Saved entries
▬▬▬

impl DeploymentStatus {
    /// Record status implied by a live provider observation, if any
    pub fn from_observed(status: &InstanceStatus) -> Option<Self> {
        match status {
            InstanceStatus::Running => Some(DeploymentStatus::Running),
            InstanceStatus::Stopped | InstanceStatus::Terminated | InstanceStatus::Suspended => {
                Some(DeploymentStatus::Stopped)
            }
            _ => None,
        }
    }

    pub fn as_str(&self) -> &'static str {
        match self {
            DeploymentStatus::Provisioning => "provisioning",
            DeploymentStatus::Running => "running",
            DeploymentStatus::Stopped => "stopped",
            DeploymentStatus::Error => "error",
            DeploymentStatus::Deleted => "deleted",
        }
    }
}

impl std::fmt::Display for DeploymentStatus {
    fn fmt(&self, f: &mut std::fmt::Formatter<'_>) -> std::fmt::Result {
        f.write_str(self.as_str())
    }
}

/// The persisted intent and last known state of one deployment
#[derive(Debug, Clone, PartialEq, Serialize, Deserialize)]
pub struct DeploymentRecord {
    pub id: String,
    pub project_id: String,
    pub zone: String,
    pub vm_name: String,
    pub machine_type: String,
    pub branding: Branding,
    pub models: Models,
    pub status: DeploymentStatus,
    #[serde(default)]
    pub error: Option<String>,
    pub created_at: DateTime<Utc>,
    pub updated_at: DateTime<Utc>,
}

impl DeploymentRecord {
    pub fn new(request: &DeploymentRequest) -> Self {
        let now = Utc::now();
        Self {
            id: generate_uuid(),
            project_id: request.project_id.clone(),
            zone: request.zone.clone(),
            vm_name: request.vm_name.clone(),
            machine_type: request.machine_type.clone(),
            branding: request.branding.clone(),
            models: request.models.clone(),
            status: DeploymentStatus::Provisioning,
            error: None,
            created_at: now,
            updated_at: now,
        }
    }

    pub fn region(&self) -> &str {
        region_of(&self.zone)
    }

    pub fn instance_ref(&self) -> InstanceRef {
        InstanceRef::new(&self.project_id, &self.zone, &self.vm_name)
    }

    pub fn is_deleted(&self) -> bool {
        self.status == DeploymentStatus::Deleted
    }

    /// Same project, zone and VM name as the request
    pub fn targets(&self, request: &DeploymentRequest) -> bool {
        self.project_id == request.project_id
            && self.zone == request.zone
            && self.vm_name == request.vm_name
    }

    pub fn summary(&self) -> DeploymentSummary {
        DeploymentSummary {
            id: self.id.clone(),
            project_id: self.project_id.clone(),
            zone: self.zone.clone(),
            vm_name: self.vm_name.clone(),
            status: self.status.to_string(),
            error: self.error.clone(),
            created_at: self.created_at,
            updated_at: self.updated_at,
        }
    }
}

#[derive(Debug, Clone, PartialEq, Eq, Serialize, Deserialize)]
pub struct PluginConfig {
    pub deployment_id: String,
    pub plugin_id: String,
    pub enabled: bool,
    pub updated_at: DateTime<Utc>,
}

#[derive(Debug, Clone, PartialEq, Eq, Serialize, Deserialize)]
pub struct SkillConfig {
    pub deployment_id: String,
    pub skill_id: String,
    pub enabled: bool,
    #[serde(default)]
    pub cron_override: Option<String>,
    pub updated_at: DateTime<Utc>,
}

/// Pointer to a value held in Secret Manager; the value itself is never stored
#[derive(Debug, Clone, PartialEq, Eq, Serialize, Deserialize)]
pub struct SecretReference {
    pub deployment_id: String,
    pub secret_name: String,
    pub rotated_at: DateTime<Utc>,
}

/// Region of a zone: `us-central1-a` -> `us-central1`
pub fn region_of(zone: &str) -> &str {
    zone.rsplit_once('-').map(|(region, _)| region).unwrap_or(zone)
}

pub(crate) fn validate_project_id(project_id: &str) -> Result<(), ClawError> {
    let valid = (6..=30).contains(&project_id.len())
        && project_id.starts_with(|c: char| c.is_ascii_lowercase())
        && !project_id.ends_with('-')
        && project_id
            .chars()
            .all(|c| c.is_ascii_lowercase() || c.is_ascii_digit() || c == '-');
    if valid {
        Ok(())
    } else {
        Err(ClawError::ValidationError(format!(
            "invalid project id: {:?}",
            project_id
        )))
    }
}

fn validate_zone(zone: &str) -> Result<(), ClawError> {
    let valid = match zone.rsplit_once('-') {
        Some((region, suffix)) => {
            region.contains('-')
                && region
                    .chars()
                    .all(|c| c.is_ascii_lowercase() || c.is_ascii_digit() || c == '-')
                && suffix.len() == 1
                && suffix.chars().all(|c| c.is_ascii_lowercase())
        }
        None => false,
    };
    if valid {
        Ok(())
    } else {
        Err(ClawError::ValidationError(format!("invalid zone: {:?}", zone)))
    }
}

/// Compute resource names: `[a-z]([-a-z0-9]{0,61}[a-z0-9])?`
fn validate_resource_name(what: &str, name: &str) -> Result<(), ClawError> {
    let valid = !name.is_empty()
        && name.len() <= 63
        && name.starts_with(|c: char| c.is_ascii_lowercase())
        && !name.ends_with('-')
        && name
            .chars()
            .all(|c| c.is_ascii_lowercase() || c.is_ascii_digit() || c == '-');
    if valid {
        Ok(())
    } else {
        Err(ClawError::ValidationError(format!("invalid {}: {:?}", what, name)))
    }
}

pub(crate) fn validate_branding(branding: &Branding) -> Result<(), ClawError> {
    if branding.bot_name.trim().is_empty() {
        return Err(ClawError::ValidationError("bot name is required".into()));
    }
    Ok(())
}

pub(crate) fn validate_models(models: &Models) -> Result<(), ClawError> {
    if models.primary.trim().is_empty() {
        return Err(ClawError::ValidationError("primary model is required".into()));
    }
    for model in std::iter::once(&models.primary).chain(models.fallbacks.iter()) {
        if model.chars().any(|c| c.is_whitespace() || c.is_control()) {
            return Err(ClawError::ValidationError(format!(
                "invalid model id: {:?}",
                model
            )));
        }
    }
    Ok(())
}

/// Five in-range cron fields; overrides must name an enabled skill
pub(crate) fn validate_crons(
    crons: &BTreeMap<String, String>,
    skills: &BTreeSet<String>,
) -> Result<(), ClawError> {
    for (skill, cron) in crons {
        if !skills.contains(skill) {
            return Err(ClawError::ValidationError(format!(
                "cron override for skill {} which is not enabled",
                skill
            )));
        }
        validate_cron(skill, cron)?;
    }
    Ok(())
}

/// Minute, hour, day of month, month, day of week (0 and 7 are Sunday)
const CRON_RANGES: [(u32, u32); 5] = [(0, 59), (0, 23), (1, 31), (1, 12), (0, 7)];

pub(crate) fn validate_cron(skill: &str, cron: &str) -> Result<(), ClawError> {
    let fields: Vec<&str> = cron.split_whitespace().collect();
    let valid = fields.len() == CRON_RANGES.len()
        && fields
            .iter()
            .zip(CRON_RANGES)
            .all(|(field, (min, max))| field.split(',').all(|item| cron_item(item, min, max)));
    if valid {
        Ok(())
    } else {
        Err(ClawError::ValidationError(format!(
            "invalid cron for skill {}: {:?}",
            skill, cron
        )))
    }
}

/// One list item: `*`, `n` or `a-b`, each optionally followed by `/step`
fn cron_item(item: &str, min: u32, max: u32) -> bool {
    let number = |v: &str| {
        if v.is_empty() || !v.bytes().all(|b| b.is_ascii_digit()) {
            return None;
        }
        v.parse::<u32>().ok()
    };
    let bounded = |v: &str| number(v).filter(|n| (min..=max).contains(n));

    let range = match item.split_once('/') {
        Some((range, step)) => match number(step) {
            Some(step) if step >= 1 => range,
            _ => return false,
        },
        None => item,
    };
    if range == "*" {
        return true;
    }
    match range.split_once('-') {
        Some((lo, hi)) => matches!((bounded(lo), bounded(hi)), (Some(lo), Some(hi)) if lo <= hi),
        None => bounded(range).is_some(),
    }
}

#[cfg(test)]
mod tests {
    use super::*;
    use crate::errors::ErrorKind;

    fn request() -> DeploymentRequest {
        DeploymentRequest {
            project_id: "acme-agents".into(),
            zone: "us-central1-a".into(),
            vm_name: "claw-vm".into(),
            machine_type: "e2-small".into(),
            branding: Branding {
                bot_name: "Dyno".into(),
                personality: "helpful".into(),
                system_prompt: None,
            },
            models: Models {
                primary: "google/gemini-2.5-flash".into(),
                fallbacks: vec![],
            },
            enabled_plugins: BTreeSet::new(),
            enabled_skills: BTreeSet::new(),
            skill_crons: BTreeMap::new(),
            api_keys: BTreeMap::new(),
        }
    }

    #[test]
    fn test_region_of() {
        assert_eq!(region_of("us-central1-a"), "us-central1");
        assert_eq!(region_of("europe-west4-c"), "europe-west4");
    }

    #[test]
    fn test_valid_request() {
        assert!(request().validate(Registry::builtin()).is_ok());
    }

    #[test]
    fn test_invalid_vm_names() {
        let too_long = "a".repeat(64);
        for name in ["", "Claw", "1claw", "claw-", "claw_vm", too_long.as_str()] {
            let mut req = request();
            req.vm_name = name.to_string();
            let err = req.validate(Registry::builtin()).unwrap_err();
            assert_eq!(err.kind(), ErrorKind::Validation, "{}", name);
        }
    }

    #[test]
    fn test_invalid_zone() {
        for zone in ["us-central1", "uscentral1-a", "us-central1-ab", "us-central1-1"] {
            let mut req = request();
            req.zone = zone.to_string();
            assert!(req.validate(Registry::builtin()).is_err(), "{}", zone);
        }
    }

    #[test]
    fn test_unknown_plugin_is_registry_error() {
        let mut req = request();
        req.enabled_plugins.insert("fax".into());
        let err = req.validate(Registry::builtin()).unwrap_err();
        assert_eq!(err.kind(), ErrorKind::UnknownRegistryId);
    }

    #[test]
    fn test_unknown_secret_slot_rejected() {
        let mut req = request();
        req.api_keys
            .insert("root-password".into(), SecretString::from("x".to_string()));
        assert!(req.validate(Registry::builtin()).is_err());
    }

    #[test]
    fn test_cron_override_validation() {
        let mut req = request();
        req.enabled_skills.insert("daily-briefing".into());
        req.skill_crons
            .insert("daily-briefing".into(), "30 7 * * 1-5".into());
        assert!(req.validate(Registry::builtin()).is_ok());

        req.skill_crons
            .insert("daily-briefing".into(), "0 7 * * *; rm -rf /".into());
        assert!(req.validate(Registry::builtin()).is_err());

        let mut req = request();
        req.skill_crons.insert("job-hunter".into(), "0 7 * * *".into());
        assert!(req.validate(Registry::builtin()).is_err());
    }

    #[test]
    fn test_cron_fields_are_range_checked() {
        for cron in ["0 13 * * *", "*/15 0-6 1,15 * 1-5", "59 23 31 12 7", "5/10 * * 1-12/3 0"] {
            assert!(validate_cron("daily-briefing", cron).is_ok(), "{}", cron);
        }
        for cron in [
            "99 99 * * *",
            "0 24 * * *",
            "0 0 0 * *",
            "0 0 * 13 *",
            "0 0 * * 8",
            "10-5 * * * *",
            "*/0 * * * *",
            "+5 * * * *",
            "1,,2 * * * *",
            "0 7 * *",
        ] {
            assert!(validate_cron("daily-briefing", cron).is_err(), "{}", cron);
        }
    }

    #[test]
    fn test_blank_bot_name_rejected() {
        let mut req = request();
        req.branding.bot_name = "  ".into();
        assert!(req.validate(Registry::builtin()).is_err());
    }

    #[test]
    fn test_provided_secrets_skip_empty_values() {
        let mut req = request();
        req.api_keys
            .insert("telegram-bot-token".into(), SecretString::from("t".to_string()));
        req.api_keys
            .insert("openai-api-key".into(), SecretString::from(String::new()));
        let names: Vec<_> = req.provided_secrets().map(|(n, _)| n.as_str()).collect();
        assert_eq!(names, vec!["telegram-bot-token"]);
    }

    #[test]
    fn test_status_from_observed() {
        assert_eq!(
            DeploymentStatus::from_observed(&InstanceStatus::Terminated),
            Some(DeploymentStatus::Stopped)
        );
        assert_eq!(DeploymentStatus::from_observed(&InstanceStatus::Staging), None);
        assert_eq!(DeploymentStatus::from_observed(&InstanceStatus::NotFound), None);
    }
}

▬▬▬

- **EXERCISE**
Transcribe the records from their first line. Stop after the line with "InstanceStatus::Stopped | InstanceStatus::Terminated", including it.

- **RESULT FOR THIS TASK**
impl DeploymentStatus {
    /// Record status implied by a live provider observation, if any
    pub fn from_observed(status: &InstanceStatus) -> Option<Self> {
        match status {
            InstanceStatus::Running => Some(DeploymentStatus::Running),
            InstanceStatus::Stopped | InstanceStatus::Terminated | InstanceStatus::Suspended => {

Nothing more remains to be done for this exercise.